Fifty-five years ago, Malcolm X, also known as El-Hajj Malik El-Shabazz, was assassinated. He was just 39 years old. In his short life, he inspired urban Black youth to resist the white supremacist structures that kept them oppressed and encouraged them to celebrate their African heritage. His message inspired other Black activists, including Kwame Ture and Maya Angelou, to promote Black empowerment and self-determination. 

Towards the end of his life, Malcolm X embraced Sunni Islam, and travelled throughout the African continent, which led him to move away from Black nationalism and to embrace Pan-Africanism. In doing so, he connected the struggles of Black Americans with other Black diasporas and continental Africans. While the contemporary reimagining of Malcolm X’s post-hajj life often presents him as post-racial, in truth, as his final days drew closer, Malcolm X continued to refine his analysis against white supremacy. He recognised that racism was a structural issue, rather than an interpersonal issue. 

Malcolm X’s criticism of white supremacy, his desire for solidarity among all people of colour, and his commitment to seeing marginalisation through a human rights framework rather than a civil rights framework remains relevant today, especially as people in the US and UK witness a rise in Islamophobia, renewed public conversations around anti-Black racism, and a resurgence of the far-right. Below are nine quotes from Malcolm X that still ring true in our contemporary context.

1. ‘The press is so powerful in its image-making role, it can make a criminal look like he’s the victim and make the victim look like he’s the criminal. This is the press, an irresponsible press…If you aren’t careful, the newspapers will have you hating the people who are being oppressed and loving the people who are doing the oppressing.’ 

(Speech at the Audubon Ballroom, December 13, 1964)

2. ‘I have these very deep feelings that white people who want tojoin black organisations are really just taking the escapist way to salve their consciences. By visibly hovering near us, they are ‘proving’ that they are ‘with us.’ But the hard truth is this isn’t helping to solve America’s racist problem. The Negroes aren’t the racists. Where the really sincere white people have got to do their ‘proving’ of themselves is not among the black victims, but out on the battle lines of where America’s racism really is – and that’s in their own home communities; America’s racism is among their own whites. That’s where the whites who really mean to accomplish something have got to work.’ 

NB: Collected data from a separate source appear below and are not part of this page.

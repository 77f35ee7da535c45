//! Zonen-Liste und Zonen-Formular.

use crate::app::{AppIntent, AppState};
use crate::core::{Zone, ZoneType};

pub(super) fn render_zones_section(
    ui: &mut egui::Ui,
    state: &mut AppState,
    events: &mut Vec<AppIntent>,
) {
    if state.zones.is_empty() {
        ui.label("No zones loaded");
    }

    let selected_id = state.zones.selected_id.clone();
    for (zone, is_sub_zone) in state.zones.expanded_rows() {
        let indent = if is_sub_zone { 16.0 } else { 0.0 };
        render_zone_row(ui, &zone, selected_id.as_deref(), indent, events);
    }

    let Some(selected) = state.zones.selected_zone() else {
        return;
    };
    ui.separator();
    render_zone_form(ui, state, &selected, events);
}

fn render_zone_row(
    ui: &mut egui::Ui,
    zone: &Zone,
    selected_id: Option<&str>,
    indent: f32,
    events: &mut Vec<AppIntent>,
) {
    ui.horizontal(|ui| {
        ui.add_space(indent);
        let is_selected = selected_id == Some(zone.id.as_str());
        let mut text = egui::RichText::new(format!("{} [{}]", zone.name, zone.zone_type));
        if !zone.active {
            text = text.weak();
        }
        if ui.selectable_label(is_selected, text).clicked() {
            let zone_id = if is_selected {
                None
            } else {
                Some(zone.id.clone())
            };
            events.push(AppIntent::ZoneSelected { zone_id });
        }
        if ui.small_button("⌖").on_hover_text("Localize").clicked() {
            events.push(AppIntent::ZoneLocalizeRequested {
                zone_id: zone.id.clone(),
            });
        }
    });
}

fn render_zone_form(
    ui: &mut egui::Ui,
    state: &mut AppState,
    selected: &Zone,
    events: &mut Vec<AppIntent>,
) {
    // Unterzonen existieren nur in der expandierten Sicht und sind nicht editierbar
    let Some(zone) = state.zones.get(&selected.id) else {
        ui.label(format!("{} (part of an auto group)", selected.name));
        render_corners(ui, selected);
        render_payload(ui, selected);
        return;
    };
    let editable = zone.is_editing || zone.is_creating;
    let is_creating = zone.is_creating;
    let zone_id = zone.id.clone();

    let form = &mut state.ui.zone_form;
    ui.add_enabled_ui(editable, |ui| {
        ui.horizontal(|ui| {
            ui.label("Name:");
            ui.text_edit_singleline(&mut form.name);
        });
        ui.horizontal(|ui| {
            ui.label("Type:");
            egui::ComboBox::from_id_salt("zone_type")
                .selected_text(form.zone_type.as_str())
                .show_ui(ui, |ui| {
                    for zone_type in ZoneType::ALL {
                        ui.selectable_value(&mut form.zone_type, zone_type, zone_type.as_str());
                    }
                });
        });
    });

    ui.horizontal(|ui| {
        if editable {
            if ui.button("Save").clicked() {
                events.push(AppIntent::ZoneSaveRequested {
                    zone_id: zone_id.clone(),
                    name: form.name.clone(),
                    zone_type: form.zone_type,
                });
            }
            if ui.button("Cancel").clicked() {
                events.push(AppIntent::ZoneEditCancelled {
                    zone_id: zone_id.clone(),
                });
            }
        } else if ui.button("Edit").clicked() {
            events.push(AppIntent::ZoneEditingToggled {
                zone_id: zone_id.clone(),
            });
        }

        if !is_creating {
            if ui.button("Refresh").clicked() {
                events.push(AppIntent::ZoneRefreshRequested {
                    zone_id: zone_id.clone(),
                });
            }
            if ui.button("🗑 Delete").clicked() {
                events.push(AppIntent::ZoneDeleteRequested { zone_id });
            }
        }
    });

    render_corners(ui, selected);
    render_payload(ui, selected);
}

/// Zeigt die Eckkoordinaten schreibgeschützt an.
fn render_corners(ui: &mut egui::Ui, zone: &Zone) {
    let sw = zone.bounds.south_west;
    let ne = zone.bounds.north_east;
    ui.label(format!("SW: {:.6}, {:.6}", sw.lat, sw.lon));
    ui.label(format!("NE: {:.6}, {:.6}", ne.lat, ne.lon));
}

/// Zeigt die Payload-Felder (ohne Unterzonen-Liste) schreibgeschützt an.
fn render_payload(ui: &mut egui::Ui, zone: &Zone) {
    let Some(payload) = &zone.payload else {
        return;
    };
    egui::CollapsingHeader::new("Data")
        .id_salt(("zone_payload", &zone.id))
        .show(ui, |ui| {
            egui::Grid::new(("payload_grid", &zone.id))
                .num_columns(2)
                .show(ui, |ui| {
                    for (key, value) in payload {
                        if key == crate::core::zone::SUB_ZONES_KEY {
                            continue;
                        }
                        ui.label(key);
                        ui.label(value.to_string());
                        ui.end_row();
                    }
                });
        });
}
//! Hintergrund-Thread für Backend-Aufrufe.

use super::{execute, BackendReply, BackendRequest, ZoneBackend};
use std::sync::mpsc::{self, Receiver, Sender, TryRecvError};
use std::thread::JoinHandle;

/// Führt Backend-Requests nacheinander in einem eigenen Thread aus.
///
/// Der UI-Thread reicht Requests per `submit` ein und holt Antworten mit
/// `drain_replies` ab; der State wird nur im UI-Thread verändert.
pub struct BackendWorker {
    requests: Option<Sender<BackendRequest>>,
    replies: Receiver<BackendReply>,
    handle: Option<JoinHandle<()>>,
}

impl BackendWorker {
    /// Startet den Worker-Thread mit dem gegebenen Backend.
    pub fn spawn(backend: Box<dyn ZoneBackend>) -> anyhow::Result<Self> {
        let (request_tx, request_rx) = mpsc::channel::<BackendRequest>();
        let (reply_tx, reply_rx) = mpsc::channel::<BackendReply>();

        let handle = std::thread::Builder::new()
            .name("zone-backend".into())
            .spawn(move || {
                for request in request_rx {
                    let reply = execute(backend.as_ref(), request);
                    if reply_tx.send(reply).is_err() {
                        break;
                    }
                }
                log::debug!("Backend-Worker beendet");
            })?;

        Ok(Self {
            requests: Some(request_tx),
            replies: reply_rx,
            handle: Some(handle),
        })
    }

    /// Reicht Requests an den Worker weiter.
    pub fn submit(&self, requests: Vec<BackendRequest>) -> anyhow::Result<()> {
        let Some(tx) = &self.requests else {
            anyhow::bail!("Backend-Worker ist bereits beendet");
        };
        for request in requests {
            tx.send(request)
                .map_err(|_| anyhow::anyhow!("Backend-Worker nicht mehr erreichbar"))?;
        }
        Ok(())
    }

    /// Holt alle bisher eingetroffenen Antworten ohne zu blockieren.
    pub fn drain_replies(&self) -> Vec<BackendReply> {
        let mut replies = Vec::new();
        loop {
            match self.replies.try_recv() {
                Ok(reply) => replies.push(reply),
                Err(TryRecvError::Empty) => break,
                Err(TryRecvError::Disconnected) => {
                    log::warn!("Backend-Worker hat den Antwortkanal geschlossen");
                    break;
                }
            }
        }
        replies
    }
}

impl Drop for BackendWorker {
    fn drop(&mut self) {
        // Sender schließen beendet die Empfangsschleife des Threads
        self.requests.take();
        if let Some(handle) = self.handle.take() {
            if handle.join().is_err() {
                log::error!("Backend-Worker ist abgestürzt");
            }
        }
    }
}

#[cfg(test)]
mod tests {
    use super::*;
    use crate::backend::{BackendCall, BackendOutcome, CreateZoneRequest};
    use crate::core::{ZoneRecord, ZoneType};
    use std::time::{Duration, Instant};

    struct EmptyBackend;

    impl ZoneBackend for EmptyBackend {
        fn list_zones(&self) -> anyhow::Result<Vec<ZoneRecord>> {
            Ok(Vec::new())
        }
        fn create_zone(&self, _: &CreateZoneRequest) -> anyhow::Result<ZoneRecord> {
            anyhow::bail!("nicht unterstützt")
        }
        fn edit_zone(&self, _: &str, _: &str, _: ZoneType) -> anyhow::Result<ZoneRecord> {
            anyhow::bail!("nicht unterstützt")
        }
        fn delete_zone(&self, _: &str) -> anyhow::Result<()> {
            Ok(())
        }
        fn refresh_zone(&self, _: &str) -> anyhow::Result<ZoneRecord> {
            anyhow::bail!("nicht unterstützt")
        }
    }

    #[test]
    fn test_worker_delivers_replies_in_order() {
        let worker = BackendWorker::spawn(Box::new(EmptyBackend)).expect("Thread startet");
        worker
            .submit(vec![
                BackendRequest {
                    id: 1,
                    call: BackendCall::ListZones,
                },
                BackendRequest {
                    id: 2,
                    call: BackendCall::DeleteZone {
                        zone_id: "z1".into(),
                    },
                },
            ])
            .expect("Submit klappt");

        let deadline = Instant::now() + Duration::from_secs(5);
        let mut replies = Vec::new();
        while replies.len() < 2 && Instant::now() < deadline {
            replies.extend(worker.drain_replies());
            std::thread::sleep(Duration::from_millis(5));
        }

        assert_eq!(replies.len(), 2);
        assert_eq!(replies[0].request_id, 1);
        assert_eq!(replies[0].result, Ok(BackendOutcome::Zones(Vec::new())));
        assert_eq!(replies[1].result, Ok(BackendOutcome::Deleted));
    }
}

(The Autobiography of Malcolm X, p.384)

3. ‘The Muslim world is forced to concern itself, from the moral point of view in its own religious concepts, with the fact that our plight clearly involves the violation of our human rights. The Koran compels the Muslim world to take a stand on the side of those whose human rights are being violated, no matter what the religious persuasion of the victims is. Islam is a religion which concerns itself with the human rights of all mankind, despite race, colour, or creed.’ 

(Letter from Lagos, Nigeria, May 10, 1964)

4. You ‘can’t separate peace from freedom because no one can be at peace unless he has his freedom.’ 

(Prospects for Freedom in 1965, January 7, 1965)

5. ‘We want freedom by any means necessary. We want justice by any means necessary. We want equality by any means necessary. We don’t feel that in 1964, living in a country that is supposedly based upon freedom, and supposedly the leader of the free world, we don’t think that we should have to sit around and wait for some segregationist congressmen and senators and a President from Texas in Washington, D.C., to make up their minds that our people are due now some degree of civil rights.’ (Organization for Afro-American Unity Rally, June 28, 1964)

6. ‘I said that physically we Afro-Americans might remain in America, fighting for our Constitutional rights, but that philosophically and culturally we Afro-Americans badly needed to “return” to Africa—and to develop a working unity in the framework of Pan-Africanism.’ 

(The Autobiography of Malcolm X, p.357)

7. ‘The cords of bigotry and prejudice here can be cut with the same blade [on the African continent].  We have to keep that blade sharp and share it with one another.’ 

(Interview with Gordon Parks, February 19, 1965)

8. ‘It is impossible for capitalism to survive, primarily because the system of capitalism needs some blood to suck…. As the nations of the world free themselves, then capitalism has less victims, less to suck, and it becomes weaker and weaker. It’s only a matter of time in my opinion before it will collapse completely.’ 

(Interview with the Young Socialist, January 18, 1965)

9. The ‘only real power a poor man in this country has is the power of the ballot.’